Using a paintbrush or clean toothbrush to remove the substrate from the tops and sides of them can help you get better access to the eggs. Unlike poultry, you will want to make sure you DO NOT turn your turtle eggs during incubation.
Once the embryos have started to develop, turning them can twist the embryo, resulting in the loss of the turtle. Many people use a pencil to draw an “X” on the top of each egg so they can make sure they place it the same way in the incubator as it was in the nest.
For most species, the ideal temp range is around 85 degrees F to 90 degrees F. Of course, there are variations to this as well.
This is especially if you choose to “temp sex” your turtle eggs if you incubate on the lower end of the spectrum you will have mostly males.
While the high end producing mostly females, and mid-range temps producing a blend of both.
Temps that are too low can still incubate but may take much longer to do so than those closer to the acceptable range.
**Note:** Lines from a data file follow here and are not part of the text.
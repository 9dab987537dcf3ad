//! Supervisor behaviour with synthetic cameras

use pi_mjpeg_streamer::capture::test_pattern::TestPatternBackend;
use pi_mjpeg_streamer::capture::{CameraBackend, CameraDevice, CaptureError};
use pi_mjpeg_streamer::config::{
    CameraConfig, CameraKind, ConfigError, Resolution, Rotation, ServerConfig,
};
use pi_mjpeg_streamer::supervisor::{Backends, RunSummary, Supervisor, SupervisorError};
use std::sync::atomic::{AtomicUsize, Ordering};
use std::sync::Arc;
use std::time::Duration;
use tokio::sync::oneshot;
use tokio::task::JoinHandle;
use tokio::time::{sleep, timeout};

const TEST_TIMEOUT: Duration = Duration::from_secs(10);

/// Test-pattern backend that counts opens
struct CountingBackend {
    inner: TestPatternBackend,
    opens: AtomicUsize,
}

impl CountingBackend {
    fn new(inner: TestPatternBackend) -> Arc<Self> {
        Arc::new(Self {
            inner,
            opens: AtomicUsize::new(0),
        })
    }

    fn opens(&self) -> usize {
        self.opens.load(Ordering::SeqCst)
    }
}

impl CameraBackend for CountingBackend {
    fn name(&self) -> &'static str {
        "counting"
    }

    fn open(
        &self,
        index: u32,
        resolution: Resolution,
    ) -> Result<Box<dyn CameraDevice>, CaptureError> {
        self.opens.fetch_add(1, Ordering::SeqCst);
        self.inner.open(index, resolution)
    }

    fn probe(&self, index: u32) -> bool {
        self.inner.probe(index)
    }
}

fn camera(name: &str, kind: &str, port: u16) -> CameraConfig {
    CameraConfig {
        name: name.into(),
        kind: CameraKind::from(kind.to_string()),
        resolution: Resolution::new(64, 48),
        rotation: Rotation::None,
        port,
        fps: 30,
    }
}

fn settings() -> ServerConfig {
    ServerConfig {
        bind_ip: "127.0.0.1".into(),
        max_device_index: 8,
        ..ServerConfig::default()
    }
}

fn http_client() -> reqwest::Client {
    reqwest::Client::builder().no_proxy().build().unwrap()
}

/// Run the supervisor in the background until the returned sender fires
fn spawn_supervisor(
    supervisor: Supervisor,
    configs: Vec<CameraConfig>,
) -> (
    oneshot::Sender<()>,
    JoinHandle<Result<RunSummary, SupervisorError>>,
) {
    let (stop_tx, stop_rx) = oneshot::channel::<()>();
    let handle = tokio::spawn(async move {
        supervisor
            .run_until(&configs, async {
                let _ = stop_rx.await;
            })
            .await
    });
    (stop_tx, handle)
}

/// Poll a URL until the unit's server answers
async fn fetch_when_ready(url: &str) -> reqwest::Response {
    timeout(TEST_TIMEOUT, async {
        loop {
            if let Ok(response) = http_client().get(url).send().await {
                return response;
            }
            sleep(Duration::from_millis(20)).await;
        }
    })
    .await
    .unwrap()
}

#[tokio::test]
async fn test_only_first_builtin_starts() {
    let builtin = CountingBackend::new(TestPatternBackend::new());
    let external = CountingBackend::new(TestPatternBackend::with_devices([0]));
    let supervisor = Supervisor::new(
        Backends {
            builtin: builtin.clone(),
            external: external.clone(),
        },
        settings(),
    );

    let configs = vec![camera("pi1", "picamera", 18611), camera("pi2", "picamera", 18612)];
    let (stop, handle) = spawn_supervisor(supervisor, configs);

    let response = fetch_when_ready("http://127.0.0.1:18611/record/current.jpg").await;
    assert_eq!(response.status(), 200);
    let jpeg = response.bytes().await.unwrap();
    assert_eq!(&jpeg[..2], &[0xFF, 0xD8]);

    // The skipped camera never binds its port.
    assert!(http_client()
        .get("http://127.0.0.1:18612/index.html")
        .send()
        .await
        .is_err());

    stop.send(()).unwrap();
    let summary = timeout(TEST_TIMEOUT, handle).await.unwrap().unwrap().unwrap();
    assert_eq!(summary.spawned, vec!["pi1"]);
    assert_eq!(summary.skipped, vec!["pi2"]);
    assert!(summary.failed.is_empty());
    assert_eq!(builtin.opens(), 1);
    assert_eq!(external.opens(), 0);
}

#[tokio::test]
async fn test_unknown_type_starts_nothing() {
    let builtin = CountingBackend::new(TestPatternBackend::new());
    let external = CountingBackend::new(TestPatternBackend::with_devices([0, 1]));
    let supervisor = Supervisor::new(
        Backends {
            builtin: builtin.clone(),
            external: external.clone(),
        },
        settings(),
    );

    let configs = [
        camera("pi", "picamera", 18621),
        camera("usb", "usbcamera", 18622),
        camera("dslr", "dslr", 18623),
    ];
    let result = timeout(TEST_TIMEOUT, supervisor.run(&configs)).await.unwrap();

    match result {
        Err(SupervisorError::Config(ConfigError::UnknownCameraType { camera, kind })) => {
            assert_eq!(camera, "dslr");
            assert_eq!(kind, "dslr");
        }
        other => panic!("expected unknown camera type, got {:?}", other),
    }
    assert_eq!(builtin.opens(), 0);
    assert_eq!(external.opens(), 0);
}

#[tokio::test]
async fn test_external_cameras_never_share_a_device() {
    let external = CountingBackend::new(TestPatternBackend::with_devices([0]));
    let supervisor = Supervisor::new(
        Backends {
            builtin: Arc::new(TestPatternBackend::new()),
            external: external.clone(),
        },
        settings(),
    );
    let registry = supervisor.registry().clone();

    let configs = vec![
        camera("usb1", "usbcamera", 18631),
        camera("usb2", "usbcamera", 18632),
    ];
    let (stop, handle) = spawn_supervisor(supervisor, configs);

    timeout(TEST_TIMEOUT, async {
        while registry.leased() != vec![0] {
            sleep(Duration::from_millis(10)).await;
        }
    })
    .await
    .unwrap();
    // Give the losing unit time to find nothing left.
    sleep(Duration::from_millis(300)).await;

    stop.send(()).unwrap();
    let summary = timeout(TEST_TIMEOUT, handle).await.unwrap().unwrap().unwrap();
    assert_eq!(summary.spawned.len(), 2);
    assert_eq!(summary.failed.len(), 1);
    assert_eq!(external.opens(), 1);

    // Aborted units stop their capture threads, which hand the lease back.
    timeout(TEST_TIMEOUT, async {
        while !registry.leased().is_empty() {
            sleep(Duration::from_millis(10)).await;
        }
    })
    .await
    .unwrap();
}

#[tokio::test]
async fn test_failed_unit_does_not_stop_others() {
    let supervisor = Supervisor::new(
        Backends {
            builtin: Arc::new(TestPatternBackend::new()),
            external: Arc::new(TestPatternBackend::with_devices(std::iter::empty())),
        },
        settings(),
    );

    let configs = vec![
        camera("usb", "usbcamera", 18641),
        camera("pi", "picamera", 18642),
    ];
    let (stop, handle) = spawn_supervisor(supervisor, configs);

    let response = fetch_when_ready("http://127.0.0.1:18642/stream.mjpg").await;
    let mut response = response;
    assert_eq!(response.status(), 200);
    let chunk = timeout(TEST_TIMEOUT, response.chunk())
        .await
        .unwrap()
        .unwrap()
        .unwrap();
    assert!(chunk.starts_with(b"--FRAME\r\n"));
    drop(response);

    stop.send(()).unwrap();
    let summary = timeout(TEST_TIMEOUT, handle).await.unwrap().unwrap().unwrap();
    assert_eq!(summary.spawned, vec!["usb", "pi"]);
    assert_eq!(summary.failed, vec!["usb"]);
}

#[tokio::test]
async fn test_dead_capture_keeps_server_listening() {
    let supervisor = Supervisor::new(
        Backends {
            builtin: Arc::new(TestPatternBackend::new()),
            external: Arc::new(TestPatternBackend::with_devices([0]).with_read_limit(3)),
        },
        settings(),
    );
    let registry = supervisor.registry().clone();

    let (stop, handle) = spawn_supervisor(supervisor, vec![camera("usb", "usbcamera", 18661)]);

    // The server binds only after the device is leased and opened.
    let response = fetch_when_ready("http://127.0.0.1:18661/index.html").await;
    assert_eq!(response.status(), 200);

    // Three reads later the loop dies and hands the device back.
    timeout(TEST_TIMEOUT, async {
        while !registry.leased().is_empty() {
            sleep(Duration::from_millis(10)).await;
        }
    })
    .await
    .unwrap();

    let response = http_client()
        .get("http://127.0.0.1:18661/index.html")
        .send()
        .await
        .unwrap();
    assert_eq!(response.status(), 200);

    let mut stream = http_client()
        .get("http://127.0.0.1:18661/stream.mjpg")
        .send()
        .await
        .unwrap();
    assert_eq!(stream.status(), 200);
    assert_eq!(
        stream.headers()["content-type"],
        "multipart/x-mixed-replace; boundary=FRAME"
    );
    // No new frames ever arrive.
    assert!(timeout(Duration::from_millis(300), stream.chunk())
        .await
        .is_err());
    drop(stream);

    stop.send(()).unwrap();
    let summary = timeout(TEST_TIMEOUT, handle).await.unwrap().unwrap().unwrap();
    assert_eq!(summary.spawned, vec!["usb"]);
    assert!(summary.failed.is_empty());
}

#[tokio::test]
async fn test_supervisor_returns_when_all_units_end() {
    // A unit whose port is already taken ends at once.
    let blocker = std::net::TcpListener::bind("127.0.0.1:18651").unwrap();
    let supervisor = Supervisor::new(
        Backends {
            builtin: Arc::new(TestPatternBackend::new()),
            external: Arc::new(TestPatternBackend::new()),
        },
        settings(),
    );

    let summary = timeout(TEST_TIMEOUT, supervisor.run(&[camera("pi", "picamera", 18651)]))
        .await
        .unwrap()
        .unwrap();
    assert_eq!(summary.failed, vec!["pi"]);
    drop(blocker);
}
Temps that are too high can lead to deformities or even death of your embryos.
For hard-shelled eggs, a humidity of about 70% should be sufficient. However, soft-shelled eggs require much higher humidity, closer to 90%, to hatch correctly.
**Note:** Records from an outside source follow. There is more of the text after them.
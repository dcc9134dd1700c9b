//! In-process cache backend.

use std::time::Duration;

use async_trait::async_trait;
use dashmap::DashMap;
use tokio::time::Instant;

use super::traits::{CacheBackend, CacheError};

/// DashMap-backed cache with per-entry expiry.
///
/// Expired entries are dropped lazily on read. Uses tokio's clock so tests can
/// advance time with a paused runtime.
#[derive(Debug, Default)]
pub struct InMemoryCacheBackend {
    entries: DashMap<String, (String, Instant)>,
}

impl InMemoryCacheBackend {
    pub fn new() -> Self {
        Self::default()
    }

    /// Number of stored entries, including ones that expired but were not read yet.
    pub fn len(&self) -> usize {
        self.entries.len()
    }

    pub fn is_empty(&self) -> bool {
        self.entries.is_empty()
    }
}

#[async_trait]
impl CacheBackend for InMemoryCacheBackend {
    async fn get(&self, key: &str) -> Result<Option<String>, CacheError> {
        let now = Instant::now();
        if let Some(entry) = self.entries.get(key) {
            let (value, expires_at) = entry.value();
            if *expires_at > now {
                return Ok(Some(value.clone()));
            }
        } else {
            return Ok(None);
        }
        // Expired: drop it unless a concurrent set already replaced it.
        self.entries.remove_if(key, |_, (_, expires_at)| *expires_at <= now);
        Ok(None)
    }

    async fn set(&self, key: &str, value: String, ttl: Duration) -> Result<(), CacheError> {
        self.entries
            .insert(key.to_string(), (value, Instant::now() + ttl));
        Ok(())
    }

    async fn delete(&self, key: &str) -> Result<(), CacheError> {
        self.entries.remove(key);
        Ok(())
    }
}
The American Box Turtle egg, for example, would need to incubate at that 90% mark since they lay a very soft-shelled egg.
The soft-shelled eggs have a greater chance of deflating, and often naturally lays in a more humid area, such as forest floors and near water sources. Species that produce hard-shelled eggs are more often in dryer environments such as deserts.
Incubation duration can vary greatly. Most species will hatch between 8-11 weeks. However, some species can take 18 weeks up to half of a year to hatch. It can also vary greatly between eggs in the same clutch.
They should start hatching around the same time but don’t toss any eggs out until you have given them all ample time to hatch, and are confident that they are infertile.
Just one clutch of turtle eggs can have a hatch date variation of up to 18 days and can be even longer than that in some tropical species.
This can even happen in very stable and accurate incubators, and although it is unlikely that you would have such a range, it is something to think about when deciding that the hatching is done.
If you do not have access to an incubator, you will have to try to incubate the eggs where they are. For species that bury their eggs in the substrate, this means recovering the eggs to keep them safe and prevent them from desiccating.
It is difficult to control the temperature of eggs buried in the substrate, but you can place a digital thermometer probe with the eggs before reburying them.
Then, do your best to maintain appropriate temperatures with basking lamps or heating pads; just be sure to keep the cage temperatures within acceptable tolerances for your reptile.